E para encerrar tentando responder à
pergunta frontal, congemino, a partir desta
última evidência, que as obras africanas
aqui presentes ainda tratam de levantar
laivos de insurreição diante da anterior
metrópole, revertendo sua condição de
periferia em bens inestimáveis.
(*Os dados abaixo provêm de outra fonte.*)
//! Supplier revenue rollup and ranking for the leaderboard widget.

use core::str::FromStr;

use chrono::NaiveDate;
use serde::Serialize;

use clearbook_core::{DomainError, DomainResult, Money};
use clearbook_invoicing::Invoice;
use clearbook_suppliers::Supplier;

/// Recency cutoff for the revenue rollup: a finite day count measured back
/// from the reference date, or all time.
#[derive(Debug, Clone, Copy, PartialEq, Eq)]
pub enum RevenueWindow {
    Days(u32),
    All,
}

impl RevenueWindow {
    /// Whether an invoice due on `due_date` falls inside the window.
    ///
    /// The finite window keeps invoices due up to N days *ago*
    /// (`reference - due_date <= N`), so future-due invoices always pass.
    /// This mirrors the report's historical behavior; a "last 30 days" label
    /// arguably should scope issue dates instead, but the comparison
    /// direction is kept as shipped.
    pub fn admits(self, due_date: NaiveDate, reference: NaiveDate) -> bool {
        match self {
            RevenueWindow::All => true,
            RevenueWindow::Days(days) => (reference - due_date).num_days() <= i64::from(days),
        }
    }
}

impl FromStr for RevenueWindow {
    type Err = DomainError;

    /// Parse the query form: `"all"` or a day count like `"30"`.
    fn from_str(s: &str) -> Result<Self, Self::Err> {
        if s.eq_ignore_ascii_case("all") {
            return Ok(RevenueWindow::All);
        }
        s.parse::<u32>()
            .map(RevenueWindow::Days)
            .map_err(|_| DomainError::validation(format!("invalid revenue window: {s:?}")))
    }
}

/// One leaderboard entry.
#[derive(Debug, Clone, PartialEq, Eq, Serialize)]
#[serde(rename_all = "camelCase")]
pub struct SupplierRevenue {
    pub supplier: Supplier,
    pub revenue: Money,
}

/// Ranked revenue entries plus their grand total.
#[derive(Debug, Clone, Default, PartialEq, Eq, Serialize)]
#[serde(rename_all = "camelCase")]
pub struct RevenueReport {
    pub rankings: Vec<SupplierRevenue>,
    pub total: Money,
}

/// Rank suppliers by `total_amount` summed over their in-window invoices.
///
/// Emits one entry per input supplier (zero revenue included), sorted
/// descending; ties keep supplier input order. The grand total is the sum of
/// the per-supplier revenues, which equals the in-window invoice total as
/// long as every invoice references a listed supplier. Sums are
/// overflow-checked.
pub fn supplier_revenue(
    suppliers: &[Supplier],
    invoices: &[Invoice],
    window: RevenueWindow,
    reference: NaiveDate,
) -> DomainResult<RevenueReport> {
    let in_window: Vec<&Invoice> = invoices
        .iter()
        .filter(|i| window.admits(i.due_date, reference))
        .collect();

    let mut rankings = suppliers
        .iter()
        .map(|supplier| {
            let revenue = Money::total(
                in_window
                    .iter()
                    .filter(|i| i.supplier_id == supplier.id)
                    .map(|i| i.total_amount),
            )?;
            Ok(SupplierRevenue {
                supplier: supplier.clone(),
                revenue,
            })
        })
        .collect::<DomainResult<Vec<_>>>()?;

    // Stable sort keeps input order for equal revenues.
    rankings.sort_by(|a, b| b.revenue.cmp(&a.revenue));

    let total = Money::total(rankings.iter().map(|r| r.revenue))?;
    Ok(RevenueReport { rankings, total })
}

#[cfg(test)]
mod tests {
    use super::*;
    use crate::testing::{invoice, supplier, today};
    use chrono::Duration;

    #[test]
    fn ranks_descending_with_grand_total() {
        let a = supplier("A");
        let b = supplier("B");
        let due = today();
        let invoices = vec![
            invoice(a.id, "300", false, due),
            invoice(b.id, "500", true, due),
        ];

        let report = supplier_revenue(
            &[a.clone(), b.clone()],
            &invoices,
            RevenueWindow::All,
            today(),
        )
        .unwrap();

        assert_eq!(report.rankings.len(), 2);
        assert_eq!(report.rankings[0].supplier.id, b.id);
        assert_eq!(report.rankings[0].revenue, Money::from_major(500));
        assert_eq!(report.rankings[1].supplier.id, a.id);
        assert_eq!(report.rankings[1].revenue, Money::from_major(300));
        assert_eq!(report.total, Money::from_major(800));
    }

    #[test]
    fn ties_keep_supplier_input_order() {
        let first = supplier("First");
        let second = supplier("Second");
        let due = today();
        let invoices = vec![
            invoice(second.id, "100", false, due),
            invoice(first.id, "100", false, due),
        ];

        let report = supplier_revenue(
            &[first.clone(), second.clone()],
            &invoices,
            RevenueWindow::All,
            today(),
        )
        .unwrap();
        assert_eq!(report.rankings[0].supplier.id, first.id);
        assert_eq!(report.rankings[1].supplier.id, second.id);
    }

    #[test]
    fn finite_window_looks_back_from_reference() {
        let s = supplier("S");
        let reference = today();
        let invoices = vec![
            // Due 10 days ago: inside a 30-day window.
            invoice(s.id, "100", false, reference - Duration::days(10)),
            // Due 45 days ago: outside.
            invoice(s.id, "50", false, reference - Duration::days(45)),
            // Due in the future: the backward-looking comparison admits it.
            invoice(s.id, "25", false, reference + Duration::days(5)),
        ];

        let report =
            supplier_revenue(&[s.clone()], &invoices, RevenueWindow::Days(30), reference).unwrap();
        assert_eq!(report.rankings[0].revenue, Money::from_major(125));
        assert_eq!(report.total, Money::from_major(125));
    }

    #[test]
    fn window_boundary_is_inclusive() {
        let s = supplier("S");
        let reference = today();
        let exactly_30 = vec![invoice(s.id, "10", false, reference - Duration::days(30))];
        let at_31 = vec![invoice(s.id, "10", false, reference - Duration::days(31))];

        let kept = supplier_revenue(&[s.clone()], &exactly_30, RevenueWindow::Days(30), reference)
            .unwrap();
        let dropped =
            supplier_revenue(&[s.clone()], &at_31, RevenueWindow::Days(30), reference).unwrap();
        assert_eq!(kept.total, Money::from_major(10));
        assert_eq!(dropped.total, Money::ZERO);
    }

    #[test]
    fn empty_input_yields_empty_report() {
        let report = supplier_revenue(&[], &[], RevenueWindow::All, today()).unwrap();
        assert_eq!(report, RevenueReport::default());
    }

    #[test]
    fn window_parses_from_query_form() {
        assert_eq!("all".parse::<RevenueWindow>().unwrap(), RevenueWindow::All);
        assert_eq!("ALL".parse::<RevenueWindow>().unwrap(), RevenueWindow::All);
        assert_eq!(
            "30".parse::<RevenueWindow>().unwrap(),
            RevenueWindow::Days(30)
        );
        assert!("soon".parse::<RevenueWindow>().is_err());
    }
}
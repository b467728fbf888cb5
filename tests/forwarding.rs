//! Reverse-proxy behaviour through a running gateway.

mod common;

use std::time::Duration;

use api_gateway::routing::MethodFilter;
use common::*;
use reqwest::StatusCode;
use tokio::io::{AsyncReadExt, AsyncWriteExt};

const CRUD: [MethodFilter; 4] = [
    MethodFilter::Get,
    MethodFilter::Post,
    MethodFilter::Put,
    MethodFilter::Delete,
];

fn mobile(target: &str) -> api_gateway::config::BackendConfig {
    backend("mobile", target, "/mobile-api", vec![route(&CRUD, "/mobile-api/", None)])
}

#[tokio::test]
async fn strips_prefix_and_keeps_query() {
    let upstream = spawn_echo_upstream().await;
    let idp = spawn_idp(&[]).await;
    let gateway = spawn_gateway(gateway_config(&idp, vec![mobile(&upstream.url())])).await;

    let response = client()
        .get(gateway.url("/mobile-api/v1/plans?page=2&sort=asc"))
        .send()
        .await
        .unwrap();
    let body = echoed(response).await;
    assert_eq!(body["method"], "GET");
    assert_eq!(body["path"], "/v1/plans");
    assert_eq!(body["query"], "page=2&sort=asc");
}

#[tokio::test]
async fn joins_target_base_path() {
    let upstream = spawn_echo_upstream().await;
    let idp = spawn_idp(&[]).await;
    let target = format!("{}/api/", upstream.url());
    let gateway = spawn_gateway(gateway_config(&idp, vec![mobile(&target)])).await;

    let body = echoed(
        client()
            .get(gateway.url("/mobile-api/v1/plans"))
            .send()
            .await
            .unwrap(),
    )
    .await;
    assert_eq!(body["path"], "/api/v1/plans");
}

#[tokio::test]
async fn streams_request_bodies() {
    let upstream = spawn_echo_upstream().await;
    let idp = spawn_idp(&[]).await;
    let gateway = spawn_gateway(gateway_config(&idp, vec![mobile(&upstream.url())])).await;

    let response = client()
        .post(gateway.url("/mobile-api/orders"))
        .header("content-type", "application/json")
        .body(r#"{"plan":"monthly"}"#)
        .send()
        .await
        .unwrap();
    let body = echoed(response).await;
    assert_eq!(body["method"], "POST");
    assert_eq!(body["body"], r#"{"plan":"monthly"}"#);
    assert_eq!(body["headers"]["content-type"], "application/json");
}

#[tokio::test]
async fn injected_api_key_overrides_client_value() {
    let upstream = spawn_echo_upstream().await;
    let idp = spawn_idp(&[]).await;
    let mut backend = mobile(&upstream.url());
    backend
        .headers
        .insert("authorization".into(), "Bearer service-credential".into());
    let gateway = spawn_gateway(gateway_config(&idp, vec![backend])).await;

    let response = client()
        .get(gateway.url("/mobile-api/me"))
        .header("x-api-key", "forged")
        .header("authorization", "Bearer client-token")
        .send()
        .await
        .unwrap();
    let body = echoed(response).await;
    assert_eq!(body["headers"]["x-api-key"], "mobile-key");
    assert_eq!(body["headers"]["authorization"], "Bearer service-credential");
}

#[tokio::test]
async fn host_is_upstream_authority_unless_overridden() {
    let upstream = spawn_echo_upstream().await;
    let idp = spawn_idp(&[]).await;

    let gateway = spawn_gateway(gateway_config(&idp, vec![mobile(&upstream.url())])).await;
    let body = echoed(client().get(gateway.url("/mobile-api/")).send().await.unwrap()).await;
    assert_eq!(body["headers"]["host"], upstream.addr.to_string());

    let mut backend = mobile(&upstream.url());
    backend.override_host = Some("mobile.example.com".into());
    let gateway = spawn_gateway(gateway_config(&idp, vec![backend])).await;
    let body = echoed(client().get(gateway.url("/mobile-api/")).send().await.unwrap()).await;
    assert_eq!(body["headers"]["host"], "mobile.example.com");
}

#[tokio::test]
async fn appends_forwarding_headers() {
    let upstream = spawn_echo_upstream().await;
    let idp = spawn_idp(&[]).await;
    let gateway = spawn_gateway(gateway_config(&idp, vec![mobile(&upstream.url())])).await;

    let response = client()
        .get(gateway.url("/mobile-api/"))
        .header("x-forwarded-for", "203.0.113.9")
        .send()
        .await
        .unwrap();
    let body = echoed(response).await;
    assert_eq!(body["headers"]["x-forwarded-for"], "203.0.113.9, 127.0.0.1");
    assert_eq!(body["headers"]["x-forwarded-proto"], "http");
    assert_eq!(body["headers"]["x-forwarded-host"], gateway.addr.to_string());
    assert_eq!(body["headers"]["via"], "1.1 test-gateway");
}

#[tokio::test]
async fn suppressed_forwarding_headers_are_not_added() {
    let upstream = spawn_echo_upstream().await;
    let idp = spawn_idp(&[]).await;
    let mut backend = mobile(&upstream.url());
    backend.suppress_forwarded_headers = true;
    let gateway = spawn_gateway(gateway_config(&idp, vec![backend])).await;

    let body = echoed(client().get(gateway.url("/mobile-api/")).send().await.unwrap()).await;
    let headers = body["headers"].as_object().unwrap();
    assert!(!headers.contains_key("x-forwarded-for"));
    assert!(!headers.contains_key("x-forwarded-host"));
    assert!(!headers.contains_key("via"));
}

#[tokio::test]
async fn hop_by_hop_headers_are_dropped() {
    let upstream = spawn_echo_upstream().await;
    let idp = spawn_idp(&[]).await;
    let gateway = spawn_gateway(gateway_config(&idp, vec![mobile(&upstream.url())])).await;

    let response = client()
        .get(gateway.url("/mobile-api/"))
        .header("connection", "keep-alive, x-session-hint")
        .header("x-session-hint", "sticky")
        .header("proxy-authorization", "Basic Zm9vOmJhcg==")
        .header("x-kept", "yes")
        .send()
        .await
        .unwrap();
    let body = echoed(response).await;
    let headers = body["headers"].as_object().unwrap();
    assert!(!headers.contains_key("x-session-hint"));
    assert!(!headers.contains_key("proxy-authorization"));
    assert_eq!(headers["x-kept"], "yes");
}

#[tokio::test]
async fn unreachable_upstream_is_502() {
    let idp = spawn_idp(&[]).await;
    let target = format!("http://{}", dead_addr());
    let gateway = spawn_gateway(gateway_config(&idp, vec![mobile(&target)])).await;

    let response = client().get(gateway.url("/mobile-api/")).send().await.unwrap();
    assert_eq!(response.status(), StatusCode::BAD_GATEWAY);
    let text = response.text().await.unwrap();
    assert!(!text.contains("127.0.0.1"), "upstream detail leaked: {text}");
}

#[tokio::test]
async fn slow_upstream_is_504() {
    let slow = spawn_slow_upstream(Duration::from_secs(5)).await;
    let idp = spawn_idp(&[]).await;
    let mut config = gateway_config(&idp, vec![mobile(&format!("http://{slow}"))]);
    config.timeouts.upstream_secs = 1;
    let gateway = spawn_gateway(config).await;

    let response = client().get(gateway.url("/mobile-api/")).send().await.unwrap();
    assert_eq!(response.status(), StatusCode::GATEWAY_TIMEOUT);
}

#[tokio::test]
async fn upgrades_are_tunnelled() {
    let upstream = spawn_upgrade_upstream().await;
    let idp = spawn_idp(&[]).await;
    let gateway = spawn_gateway(gateway_config(
        &idp,
        vec![mobile(&format!("http://{upstream}"))],
    ))
    .await;

    let mut stream = tokio::net::TcpStream::connect(gateway.addr).await.unwrap();
    stream
        .write_all(
            b"GET /mobile-api/stream HTTP/1.1\r\nHost: gateway\r\nConnection: Upgrade\r\nUpgrade: echo\r\n\r\n",
        )
        .await
        .unwrap();

    let mut head = Vec::new();
    let mut buf = [0u8; 1024];
    while !head.windows(4).any(|w| w == b"\r\n\r\n") {
        let n = tokio::time::timeout(Duration::from_secs(5), stream.read(&mut buf))
            .await
            .unwrap()
            .unwrap();
        assert!(n > 0, "connection closed before response head");
        head.extend_from_slice(&buf[..n]);
    }
    let head = String::from_utf8_lossy(&head).to_lowercase();
    assert!(head.starts_with("http/1.1 101"), "{head}");
    assert!(head.contains("upgrade: echo"), "{head}");

    stream.write_all(b"ping").await.unwrap();
    let mut echoed = [0u8; 4];
    tokio::time::timeout(Duration::from_secs(5), stream.read_exact(&mut echoed))
        .await
        .unwrap()
        .unwrap();
    assert_eq!(&echoed, b"ping");
}
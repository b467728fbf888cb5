//! Routing subsystem.
//!
//! # Data Flow
//! ```text
//! Incoming Request (method, path)
//!     → matcher.rs (canonical path: decode unreserved escapes, refuse
//!       dot segments, empty segments and encoded separators with 400)
//!     → router.rs (route lookup on the canonical path)
//!     → matcher.rs (method filter, exact/prefix pattern, specificity)
//!     → Run matched route's middleware chain, or 404
//!
//! Route Registration (at startup):
//!     (method, pattern, chain)
//!     → Parse pattern (fails at startup, never per request)
//!     → Insert into method partition, sorted by specificity
//!     → Freeze behind Arc
//! ```
//!
//! # Design Decisions
//! - Routes registered at startup, immutable at runtime
//! - No regex in hot path (exact and prefix matching only)
//! - Deterministic: exact beats prefix, longest prefix beats shorter

pub mod matcher;
pub mod router;

pub use matcher::{canonical_path, MethodFilter, PathError, PathPattern};
pub use router::{Route, RouteError, RouteTable, Router};
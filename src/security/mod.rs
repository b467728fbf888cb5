//! Security-relevant request hygiene.
//!
//! # Data Flow
//! ```text
//! Inbound request:
//!     → http::middleware::identity (drop client-asserted identity)
//!     → http::middleware::authorization (bearer token check)
//!     → headers.rs (hop-by-hop stripping, X-Forwarded-*, Via)
//!     → upstream
//! ```
//!
//! # Design Decisions
//! - No trust in client-supplied identity headers
//! - Fail closed: an unauthorizable request never reaches an upstream

pub mod headers;
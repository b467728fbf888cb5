//! Route lookup and dispatch.
//!
//! # Responsibilities
//! - Store registered routes, partitioned by method filter
//! - Look up the most specific route for a request
//! - Run the matched route's middleware chain, or answer 404
//!
//! # Design Decisions
//! - Append-only during composition, then shared immutably via `Arc`
//! - Each partition is kept sorted by specificity, so the first match wins
//! - A method-specific route beats an `ANY` route with an equally specific pattern
//! - Explicit 404 rather than a silent default route
//! - Matching and forwarding both see the canonical path, so a protected
//!   route cannot be reached through another spelling of its path

use std::collections::HashMap;

use axum::{
    body::Body,
    http::{uri::PathAndQuery, Method, Request, Uri},
    response::{IntoResponse, Response},
};
use thiserror::Error;
use tracing::Span;

use crate::error::GatewayError;
use crate::http::middleware::Chain;
use crate::http::request::RequestContext;
use crate::routing::matcher::{canonical_path, MethodFilter, PathPattern, PathError, Specificity};

/// Composition-time routing errors. Never produced while serving.
#[derive(Debug, Error, PartialEq, Eq)]
pub enum RouteError {
    #[error("route pattern is empty")]
    EmptyPattern,

    #[error("route pattern `{0}` must start with '/'")]
    MissingLeadingSlash(String),

    #[error("route pattern `{0}` contains unsupported character {1:?}")]
    UnsupportedCharacter(String, char),

    #[error("route pattern `{0}` contains a dot segment")]
    DotSegment(String),

    #[error("route pattern `{0}` is not in canonical form")]
    NonCanonical(String),

    #[error("unknown method `{0}`")]
    UnknownMethod(String),

    #[error("route {0} {1} is already registered")]
    Duplicate(MethodFilter, String),
}

/// A registered binding of (method, pattern) to a middleware chain.
pub struct Route {
    method: MethodFilter,
    pattern: PathPattern,
    chain: Chain,
}

impl Route {
    pub fn method(&self) -> MethodFilter {
        self.method
    }

    pub fn pattern(&self) -> &PathPattern {
        &self.pattern
    }

    /// Human-readable label used in logs and metrics, e.g. `GET /idp/`.
    pub fn label(&self) -> String {
        format!("{} {}", self.method, self.pattern)
    }

    /// Number of interceptors wrapped around the terminal handler.
    pub fn interceptor_count(&self) -> usize {
        self.chain.len()
    }

    fn rank(&self) -> (Specificity, bool) {
        (self.pattern.specificity(), self.method != MethodFilter::Any)
    }
}

impl std::fmt::Debug for Route {
    fn fmt(&self, f: &mut std::fmt::Formatter<'_>) -> std::fmt::Result {
        f.debug_struct("Route")
            .field("method", &self.method)
            .field("pattern", &self.pattern)
            .field("interceptors", &self.chain.len())
            .finish()
    }
}

/// Routes partitioned by method filter, each partition ordered by specificity.
#[derive(Debug, Default)]
pub struct RouteTable {
    partitions: HashMap<MethodFilter, Vec<Route>>,
}

impl RouteTable {
    fn insert(&mut self, route: Route) -> Result<(), RouteError> {
        let partition = self.partitions.entry(route.method).or_default();
        if partition.iter().any(|r| r.pattern == route.pattern) {
            return Err(RouteError::Duplicate(route.method, route.pattern.to_string()));
        }
        partition.push(route);
        // Stable sort: most specific first.
        partition.sort_by(|a, b| b.pattern.specificity().cmp(&a.pattern.specificity()));
        Ok(())
    }

    fn first_match(&self, filter: MethodFilter, path: &str) -> Option<&Route> {
        self.partitions
            .get(&filter)?
            .iter()
            .find(|route| route.pattern.matches(path))
    }

    /// Find the best route for a method and path.
    pub fn lookup(&self, method: &Method, path: &str) -> Option<&Route> {
        let specific = MethodFilter::for_method(method).and_then(|f| self.first_match(f, path));
        let any = self.first_match(MethodFilter::Any, path);

        match (specific, any) {
            (Some(s), Some(a)) => Some(if s.rank() >= a.rank() { s } else { a }),
            (s, a) => s.or(a),
        }
    }

    pub fn len(&self) -> usize {
        self.partitions.values().map(Vec::len).sum()
    }

    pub fn is_empty(&self) -> bool {
        self.len() == 0
    }

    /// All routes, most specific first, for display.
    pub fn routes(&self) -> Vec<&Route> {
        let mut all: Vec<&Route> = self.partitions.values().flatten().collect();
        all.sort_by(|a, b| {
            b.rank()
                .cmp(&a.rank())
                .then_with(|| a.pattern.as_str().cmp(b.pattern.as_str()))
                .then_with(|| a.method.as_str().cmp(b.method.as_str()))
        });
        all
    }
}

/// The gateway's request router.
pub struct Router {
    table: RouteTable,
    span: Span,
}

impl Router {
    /// Create an empty router. Dispatch events are recorded under `span`.
    pub fn new(span: Span) -> Self {
        Self {
            table: RouteTable::default(),
            span,
        }
    }

    /// Register a chain under a method filter and path pattern.
    pub fn register(
        &mut self,
        method: MethodFilter,
        pattern: &str,
        chain: Chain,
    ) -> Result<(), RouteError> {
        let pattern = PathPattern::parse(pattern)?;
        let route = Route {
            method,
            pattern,
            chain,
        };
        let label = route.label();
        let interceptors = route.chain.len();
        self.table.insert(route)?;
        self.span.in_scope(|| tracing::debug!(route = %label, interceptors, "Route registered"));
        Ok(())
    }

    pub fn lookup(&self, method: &Method, path: &str) -> Option<&Route> {
        self.table.lookup(method, path)
    }

    pub fn table(&self) -> &RouteTable {
        &self.table
    }

    /// Dispatch a request to its route's chain.
    pub async fn dispatch(&self, mut request: Request<Body>) -> Response {
        let method = request.method().clone();
        let raw = request.uri().path().to_string();

        let canonical = canonical_path(&raw).map(|path| path.into_owned());
        let path = match canonical {
            Ok(path) => path,
            Err(reason) => return self.reject_path(method, raw, reason),
        };
        if path != raw {
            match with_path(request.uri(), &path) {
                Some(uri) => *request.uri_mut() = uri,
                None => return self.reject_path(method, raw, PathError::InvalidEscape),
            }
        }

        let Some(route) = self.table.lookup(&method, &path) else {
            self.span.in_scope(|| tracing::warn!(method = %method, path = %path, status = 404, "No route matched"));
            return GatewayError::NoRoute { method, path }.into_response();
        };

        let context = RequestContext::new(&request, route.label());
        request.extensions_mut().insert(context);
        route.chain.run(request).await
    }

    fn reject_path(&self, method: Method, path: String, reason: PathError) -> Response {
        self.span.in_scope(|| {
            tracing::warn!(method = %method, path = %path, reason = %reason, status = 400, "Rejected non-canonical path")
        });
        GatewayError::InvalidPath { path, reason }.into_response()
    }
}

/// `uri` with its path replaced, keeping scheme, authority and query.
fn with_path(uri: &Uri, path: &str) -> Option<Uri> {
    let path_and_query = match uri.query() {
        Some(query) => format!("{path}?{query}"),
        None => path.to_string(),
    };
    let mut parts = uri.clone().into_parts();
    parts.path_and_query = Some(path_and_query.parse::<PathAndQuery>().ok()?);
    Uri::from_parts(parts).ok()
}
//! Access log interceptor.
//!
//! Outermost link of every proxied route's chain. Emits exactly one record
//! per request and records request metrics. Error detail comes from the
//! [`Rejection`] extension set by [`GatewayError`](crate::error::GatewayError).
//! Latency is measured from when the router accepted the request.

use std::time::Instant;

use axum::{body::Body, http::Request, response::Response};
use futures_util::future::{BoxFuture, FutureExt};
use tracing::{Instrument, Span};

use crate::error::Rejection;
use crate::http::middleware::{Interceptor, Next};
use crate::http::request::{request_id, RequestContext, Subject};
use crate::observability::metrics;

pub struct AccessLog {
    route: String,
    span: Span,
}

impl AccessLog {
    pub fn new(route: impl Into<String>, span: Span) -> Self {
        Self {
            route: route.into(),
            span,
        }
    }

    async fn handle(&self, request: Request<Body>, next: Next<'_>) -> Response {
        let context = request.extensions().get::<RequestContext>();
        let start = context.map_or_else(Instant::now, |ctx| ctx.received_at);
        let client = context
            .and_then(|ctx| ctx.client_addr)
            .map(|addr| addr.ip().to_string())
            .unwrap_or_else(|| "-".to_string());
        let request_id = match context {
            Some(ctx) => ctx.request_id.clone(),
            None => request_id(&request).unwrap_or("unknown").to_string(),
        };
        let method = request.method().clone();
        let path = request.uri().path().to_string();

        let response = next.run(request).await;

        let status = response.status().as_u16();
        let latency_ms = start.elapsed().as_millis() as u64;
        let subject = response
            .extensions()
            .get::<Subject>()
            .map(|Subject(s)| s.as_str())
            .unwrap_or("-");

        match response.extensions().get::<Rejection>() {
            None => tracing::info!(
                request_id = %request_id,
                method = %method,
                path = %path,
                route = %self.route,
                client = %client,
                status,
                latency_ms,
                subject,
                "Request completed"
            ),
            Some(rejection) if rejection.class.is_server_fault() => tracing::error!(
                request_id = %request_id,
                method = %method,
                path = %path,
                route = %self.route,
                client = %client,
                status,
                latency_ms,
                class = rejection.class.as_str(),
                detail = %rejection.detail,
                "Request failed"
            ),
            Some(rejection) => tracing::warn!(
                request_id = %request_id,
                method = %method,
                path = %path,
                route = %self.route,
                client = %client,
                status,
                latency_ms,
                class = rejection.class.as_str(),
                detail = %rejection.detail,
                "Request rejected"
            ),
        }

        metrics::record_request(&self.route, method.as_str(), status, start);
        response
    }
}

impl Interceptor for AccessLog {
    fn intercept<'a>(&'a self, request: Request<Body>, next: Next<'a>) -> BoxFuture<'a, Response> {
        self.handle(request, next)
            .instrument(self.span.clone())
            .boxed()
    }
}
A poética de
bricolage de Patraquim, por exemplo, encena
a produção literária africana em livre
comércio com as européias e brasileiras,
tirando partido delas todas para insinuar os
atropelos políticos de Moçambique e
redesenhar uma outra constelação nacional a
partir da revisão de poetas, romancistas e
contistas, que, deste modo, iluminam um novo
fazer histórico.
A consciência da sobra, do lixo, do
descartável e do mal cheiroso, enquanto
antiga pecha colonialista é revertida, por
José Luiz Tavares, em inigualáveis atributos
poéticos que reduzem o estatuto da propalada
“nobreza” poética, de índole européia, a “pó-de-traque”,
extraindo disso a originalidade de uma
dicção literária extremamente criativa e
crítica.
A tópica da saga, presente na maioria dos
romances, remete a questões acerca do ato de
narrar, num tempo de pós-modernidade e de
estilhaços de narrativas. Porque a saga
familiar aponta para a importância de uma
revisão histórica dos anos do colonialismo e
do salazarismo, do problema da construção
dos nacionalismos, dos enganos e da solidão
– portanto, para o conceito de um narrar
enquanto experiência humana na acepação
benjaminiana - ainda que filtrada por meio
de aparatos pós-modernos, como é o caso do
discurso entrecortado e fragmentário, e dos
recursos da metaficção aqui acionados. As
interlocuções entre Portugal e o Brasil e
entre África e Portugal estão por toda a
parte, questionando e revisitando um nó
expressivo: a miscigenação, a mestiçagem –
outra das tópicas constantes deste elenco de
obras. O que me leva a outra evidência: à
importância fundamental do verbo outrar para
esta nova geração de escritores, verbo tão
inesgotavelmente flexionado por Pessoa.